§ REQUIREMENT: Report each line from the entries in which "caller" can be found.

[Saved entries]

******

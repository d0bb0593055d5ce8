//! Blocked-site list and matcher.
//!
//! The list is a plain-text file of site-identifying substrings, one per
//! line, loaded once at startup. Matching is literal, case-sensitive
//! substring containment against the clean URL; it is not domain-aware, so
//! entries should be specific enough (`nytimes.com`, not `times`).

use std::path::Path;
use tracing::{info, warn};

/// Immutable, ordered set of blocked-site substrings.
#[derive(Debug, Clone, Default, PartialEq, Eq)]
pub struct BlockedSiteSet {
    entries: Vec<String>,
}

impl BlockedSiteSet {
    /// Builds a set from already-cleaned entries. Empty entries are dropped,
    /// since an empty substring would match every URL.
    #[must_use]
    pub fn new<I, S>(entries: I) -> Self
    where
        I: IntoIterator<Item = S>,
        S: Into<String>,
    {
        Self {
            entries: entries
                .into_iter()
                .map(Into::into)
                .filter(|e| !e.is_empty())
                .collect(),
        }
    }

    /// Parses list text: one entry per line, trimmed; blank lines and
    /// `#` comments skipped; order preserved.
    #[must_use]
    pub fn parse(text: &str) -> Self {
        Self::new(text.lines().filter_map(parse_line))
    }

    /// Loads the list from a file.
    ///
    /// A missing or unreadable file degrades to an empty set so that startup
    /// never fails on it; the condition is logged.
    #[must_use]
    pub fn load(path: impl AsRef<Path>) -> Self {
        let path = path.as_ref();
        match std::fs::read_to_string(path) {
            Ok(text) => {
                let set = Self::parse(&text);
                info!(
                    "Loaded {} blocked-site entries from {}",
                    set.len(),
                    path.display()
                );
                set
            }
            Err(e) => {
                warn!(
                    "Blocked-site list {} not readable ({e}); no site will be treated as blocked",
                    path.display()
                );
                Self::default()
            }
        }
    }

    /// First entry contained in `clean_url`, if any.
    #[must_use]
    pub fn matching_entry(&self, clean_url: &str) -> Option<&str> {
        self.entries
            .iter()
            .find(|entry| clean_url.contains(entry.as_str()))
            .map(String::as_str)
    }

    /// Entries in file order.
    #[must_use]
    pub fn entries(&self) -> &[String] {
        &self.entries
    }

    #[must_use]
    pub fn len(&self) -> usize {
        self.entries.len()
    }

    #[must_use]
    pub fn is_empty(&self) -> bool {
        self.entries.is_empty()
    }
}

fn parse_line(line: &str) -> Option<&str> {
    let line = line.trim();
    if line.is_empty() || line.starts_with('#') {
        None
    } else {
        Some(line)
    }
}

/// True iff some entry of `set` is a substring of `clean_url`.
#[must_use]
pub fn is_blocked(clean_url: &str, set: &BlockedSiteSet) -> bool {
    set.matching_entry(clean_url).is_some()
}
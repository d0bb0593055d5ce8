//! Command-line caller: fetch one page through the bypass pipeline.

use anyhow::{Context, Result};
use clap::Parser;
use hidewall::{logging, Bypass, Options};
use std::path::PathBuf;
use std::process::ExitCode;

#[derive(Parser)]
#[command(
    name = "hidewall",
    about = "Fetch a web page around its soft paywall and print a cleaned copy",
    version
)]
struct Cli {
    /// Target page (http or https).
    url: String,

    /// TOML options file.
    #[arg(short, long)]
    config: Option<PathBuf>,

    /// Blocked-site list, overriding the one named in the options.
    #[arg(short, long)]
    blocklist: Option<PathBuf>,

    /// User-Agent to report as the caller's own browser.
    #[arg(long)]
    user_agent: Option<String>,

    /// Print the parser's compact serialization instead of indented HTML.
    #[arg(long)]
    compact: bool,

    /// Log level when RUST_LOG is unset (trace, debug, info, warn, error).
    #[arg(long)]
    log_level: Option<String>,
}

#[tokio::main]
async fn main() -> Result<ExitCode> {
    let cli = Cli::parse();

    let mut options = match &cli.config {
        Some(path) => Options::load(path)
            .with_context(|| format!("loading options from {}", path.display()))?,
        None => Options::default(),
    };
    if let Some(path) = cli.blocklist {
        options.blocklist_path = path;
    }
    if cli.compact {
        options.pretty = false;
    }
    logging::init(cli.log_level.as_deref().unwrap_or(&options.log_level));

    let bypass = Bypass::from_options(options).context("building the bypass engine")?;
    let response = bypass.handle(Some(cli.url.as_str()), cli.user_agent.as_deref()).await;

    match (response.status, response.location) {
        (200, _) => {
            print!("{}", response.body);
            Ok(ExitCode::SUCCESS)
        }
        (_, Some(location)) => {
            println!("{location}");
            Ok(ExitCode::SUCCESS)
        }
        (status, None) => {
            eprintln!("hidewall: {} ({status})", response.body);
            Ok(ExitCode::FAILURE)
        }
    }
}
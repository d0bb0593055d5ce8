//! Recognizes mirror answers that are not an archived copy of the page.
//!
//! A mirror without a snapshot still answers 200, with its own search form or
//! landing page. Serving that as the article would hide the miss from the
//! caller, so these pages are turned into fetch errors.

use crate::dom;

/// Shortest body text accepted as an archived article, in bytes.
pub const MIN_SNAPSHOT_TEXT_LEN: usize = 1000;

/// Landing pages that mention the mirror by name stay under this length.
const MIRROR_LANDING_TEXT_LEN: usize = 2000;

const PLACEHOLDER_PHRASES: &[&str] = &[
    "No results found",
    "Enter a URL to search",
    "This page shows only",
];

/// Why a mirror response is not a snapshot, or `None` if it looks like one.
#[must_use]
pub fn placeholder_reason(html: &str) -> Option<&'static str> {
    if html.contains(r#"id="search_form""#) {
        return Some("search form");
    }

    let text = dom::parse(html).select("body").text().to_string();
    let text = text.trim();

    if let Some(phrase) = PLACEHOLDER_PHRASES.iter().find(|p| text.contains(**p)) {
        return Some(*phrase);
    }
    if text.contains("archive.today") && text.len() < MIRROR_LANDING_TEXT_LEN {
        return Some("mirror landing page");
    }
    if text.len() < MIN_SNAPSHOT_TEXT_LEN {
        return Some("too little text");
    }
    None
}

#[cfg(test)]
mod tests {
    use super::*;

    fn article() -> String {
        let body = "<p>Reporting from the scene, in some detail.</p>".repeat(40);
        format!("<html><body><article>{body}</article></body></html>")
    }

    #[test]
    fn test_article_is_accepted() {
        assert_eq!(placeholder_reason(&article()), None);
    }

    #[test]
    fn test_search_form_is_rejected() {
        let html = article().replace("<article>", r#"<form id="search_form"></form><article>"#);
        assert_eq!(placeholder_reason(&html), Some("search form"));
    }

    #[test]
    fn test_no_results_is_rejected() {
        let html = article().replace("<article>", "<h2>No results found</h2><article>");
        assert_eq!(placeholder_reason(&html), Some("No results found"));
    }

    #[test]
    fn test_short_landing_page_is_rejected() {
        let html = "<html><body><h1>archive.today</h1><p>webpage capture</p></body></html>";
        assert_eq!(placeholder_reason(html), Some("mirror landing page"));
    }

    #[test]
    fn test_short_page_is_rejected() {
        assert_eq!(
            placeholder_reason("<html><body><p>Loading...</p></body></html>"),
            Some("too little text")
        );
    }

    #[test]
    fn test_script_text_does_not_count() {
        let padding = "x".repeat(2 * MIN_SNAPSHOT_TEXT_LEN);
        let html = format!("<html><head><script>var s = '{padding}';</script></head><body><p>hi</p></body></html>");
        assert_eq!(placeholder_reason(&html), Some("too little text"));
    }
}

******

§ FINISHED TASK:
//! Command-line caller: fetch one page through the bypass pipeline.
    /// User-Agent to report as the caller's own browser.
//! caller, so these pages are turned into fetch errors.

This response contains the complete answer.